Spring Boot 实现 MySQL 百万级数据量导出并避免 OOM 的解决方案

SpringForAll社区 2023-07-17

关注我，回复关键字“spring”，

免费领取Spring学习资料。

动态数据导出是一般项目都会涉及到的功能。它的基本实现逻辑就是从mysql查询数据，加载到内存，然后从内存创建excel或者csv，以流的形式响应给前端。

参考：https://grokonez.com/spring-framework/spring-boot/excel-file-download-from-springboot-restapi-apache-poi-mysql。

SpringBoot下载excel基本都是这么干。

虽然这是个可行的方案，然而一旦mysql数据量太大，达到十万级，百万级，千万级，大规模数据加载到内存必然会引起OutofMemoryError。

要考虑如何避免OOM，一般有两个方面的思路。

一方面就是尽量不做呗，先怼产品下面几个问题啊：

我们为什么要导出这么多数据呢？谁傻到去看这么大的数据啊，这个设计是不是合理的呢？
怎么做好权限控制？百万级数据导出你确定不会泄露商业机密？
如果要导出百万级数据，那为什么不直接找大数据或者DBA来干呢？然后以邮件形式传递不行吗？
为什么要通过后端的逻辑来实现，不考虑时间成本，流量成本吗？
如果通过分页导出，每次点击按钮只导2万条，分批导出难道不能满足业务需求吗？

如果产品说 “甲方是爸爸，你去和甲方说啊”，“客户说这个做出来，才考虑付尾款！”，如果客户的确缺根筋要让你这样搞，那就只能从技术上考虑如何实现了。

从技术上讲，为了避免OOM，我们一定要注意一个原则：

不能将全量数据一次性加载到内存之中。

全量加载不可行，那我们的目标就是如何实现数据的分批加载了。实事上，Mysql本身支持Stream查询，我们可以通过Stream流获取数据，然后将数据逐条刷入到文件中，每次刷入文件后再从内存中移除这条数据，从而避免OOM。

由于采用了数据逐条刷入文件，而且数据量达到百万级，所以文件格式就不要采用excel了，excel2007最大才支持104万行的数据。这里推荐：

以csv代替excel。

考虑到当前SpringBoot持久层框架通常为JPA和mybatis，我们可以分别从这两个框架实现百万级数据导出的方案。

JPA实现百万级数据导出

具体方案不妨参考：http://knes1.github.io/blog/2015/2015-10-19-streaming-mysql-results-using-java8-streams-and-spring-data.html。

实现项目对应：

https://github.com/knes1/todo

核心注解如下，需要加入到具体的Repository之上。方法的返回类型定义成Stream。

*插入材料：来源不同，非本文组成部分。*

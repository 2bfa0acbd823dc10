//! Link representation

use serde::{Deserialize, Serialize};

/// A navigable action on a resource
#[derive(Debug, Clone, PartialEq, Eq, Serialize, Deserialize)]
pub struct LinkDto {
    /// Absolute target URI
    pub href: String,
    /// Relation name, e.g. `self` or `delete_author`
    pub rel: String,
    /// HTTP method to use on `href`
    pub method: String,
}

impl LinkDto {
    /// Create a link
    pub fn new(href: impl Into<String>, rel: impl Into<String>, method: impl Into<String>) -> Self {
        Self {
            href: href.into(),
            rel: rel.into(),
            method: method.into(),
        }
    }
}
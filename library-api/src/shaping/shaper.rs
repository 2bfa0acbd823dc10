//! Runtime projection of resources to ordered field maps

use serde::ser::{Serialize, SerializeMap, Serializer};
use serde_json::Value;

use super::schema::{FieldDescriptor, Shape};
use crate::error::{Error, Result};
use crate::hypermedia::LinkDto;

/// Ordered field-name → value projection of one resource
///
/// Always contains the resource identifier. When hypermedia is requested the
/// entity also carries its own `links`, serialized after the fields.
#[derive(Debug, Clone, PartialEq)]
pub struct ShapedEntity {
    fields: Vec<(&'static str, Value)>,
    links: Option<Vec<LinkDto>>,
}

impl ShapedEntity {
    /// Value of a shaped field by its exact public name
    #[must_use]
    pub fn get(&self, name: &str) -> Option<&Value> {
        self.fields
            .iter()
            .find(|(field, _)| *field == name)
            .map(|(_, value)| value)
    }

    /// Shaped field names, in output order
    pub fn field_names(&self) -> impl Iterator<Item = &'static str> + '_ {
        self.fields.iter().map(|(field, _)| *field)
    }

    /// Number of shaped fields (links excluded)
    #[must_use]
    pub fn len(&self) -> usize {
        self.fields.len()
    }

    /// Whether no field was shaped
    #[must_use]
    pub fn is_empty(&self) -> bool {
        self.fields.is_empty()
    }

    /// Links attached to this entity, if any
    #[must_use]
    pub fn links(&self) -> Option<&[LinkDto]> {
        self.links.as_deref()
    }

    /// Attach entity-level links
    #[must_use]
    pub fn with_links(mut self, links: Vec<LinkDto>) -> Self {
        self.links = Some(links);
        self
    }
}

impl Serialize for ShapedEntity {
    fn serialize<S: Serializer>(&self, serializer: S) -> std::result::Result<S::Ok, S::Error> {
        let len = self.fields.len() + usize::from(self.links.is_some());
        let mut map = serializer.serialize_map(Some(len))?;
        for (field, value) in &self.fields {
            map.serialize_entry(field, value)?;
        }
        if let Some(links) = &self.links {
            map.serialize_entry("links", links)?;
        }
        map.end()
    }
}

/// Resolve a field list to descriptors, identifier first unless the client placed it
fn select_fields<T: Shape>(fields: Option<&str>) -> Result<Vec<&'static FieldDescriptor<T>>> {
    let schema = T::schema();

    let Some(fields) = fields.filter(|f| !f.trim().is_empty()) else {
        return Ok(schema.fields().iter().collect());
    };

    let mut selected: Vec<&'static FieldDescriptor<T>> = Vec::new();
    for name in fields.split(',').map(str::trim) {
        let descriptor = schema.field(name).ok_or_else(|| Error::UnknownField {
            resource: schema.resource(),
            field: name.to_string(),
        })?;
        if !selected.iter().any(|s| s.name() == descriptor.name()) {
            selected.push(descriptor);
        }
    }

    let id = schema.id_descriptor()?;
    if !selected.iter().any(|s| s.name() == id.name()) {
        selected.insert(0, id);
    }

    Ok(selected)
}

fn project<T>(entity: &T, selected: &[&'static FieldDescriptor<T>]) -> ShapedEntity {
    ShapedEntity {
        fields: selected
            .iter()
            .map(|descriptor| (descriptor.name(), descriptor.read(entity)))
            .collect(),
        links: None,
    }
}

/// Project one resource to the requested fields
///
/// `None` or a blank list selects every declared field in schema order.
/// Otherwise fields appear in the order the client listed them, matched
/// case-insensitively, with duplicates dropped; the identifier is prepended
/// when the client left it out.
///
/// # Errors
///
/// Returns [`Error::UnknownField`] for a name the schema does not declare.
/// Callers are expected to run [`validate_fields`](super::validate_fields)
/// first, so this indicates a defect rather than bad input.
pub fn shape<T: Shape>(entity: &T, fields: Option<&str>) -> Result<ShapedEntity> {
    let selected = select_fields::<T>(fields)?;
    Ok(project(entity, &selected))
}

/// Project every resource of a collection, preserving input order
///
/// # Errors
///
/// Same as [`shape`]; the field list is resolved once, so an unknown field
/// fails even for an empty collection.
pub fn shape_many<'a, T, I>(entities: I, fields: Option<&str>) -> Result<Vec<ShapedEntity>>
where
    T: Shape,
    I: IntoIterator<Item = &'a T>,
{
    let selected = select_fields::<T>(fields)?;
    Ok(entities
        .into_iter()
        .map(|entity| project(entity, &selected))
        .collect())
}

Integer.MIN_VALUE告诉jdbc driver逐条返回数据。

@QueryHints(value = @QueryHint(name = HINT_FETCH_SIZE, value = "" + Integer.MIN_VALUE))
@Query(value = "select t from Todo t")
Stream<Todo> streamAll();

此外还需要在Stream处理数据的方法之上添加@Transactional(readOnly = true)，保证事物是只读的。

同时需要注入javax.persistence.EntityManager，通过detach从内存中移除已经使用后的对象。

@RequestMapping(value = "/todos.csv", method = RequestMethod.GET)
@Transactional(readOnly = true)
public void exportTodosCSV(HttpServletResponse response) {
 response.addHeader("Content-Type", "application/csv");
 response.addHeader("Content-Disposition", "attachment; filename=todos.csv");
 response.setCharacterEncoding("UTF-8");
 try(Stream<Todo> todoStream = todoRepository.streamAll()) {
  PrintWriter out = response.getWriter();
  todoStream.forEach(rethrowConsumer(todo -> {
   String line = todoToCSV(todo);
   out.write(line);
   out.write("\n");
   entityManager.detach(todo);
  }));
  out.flush();
 } catch (IOException e) {
  log.info("Exception occurred " + e.getMessage(), e);
  throw new RuntimeException("Exception occurred while exporting results", e);
 }
}

MyBatis实现百万级数据导出

MyBatis实现逐条获取数据，必须要自定义ResultHandler，然后在mapper.xml文件中，对应的select语句中添加fetchSize="-2147483648"。

最后将自定义的ResultHandler传给SqlSession来执行查询，并将返回的结果进行处理。

MyBatis实现百万级数据导出的具体实例

以下是基于MyBatis Stream导出的完整的工程样例，我们将通过对比Stream文件导出和传统方式导出的内存占用率的差异，来验证Stream文件导出的有效性。

我们先定义一个工具类DownloadProcessor，它内部封装一个HttpServletResponse对象，用来将对象写入到csv。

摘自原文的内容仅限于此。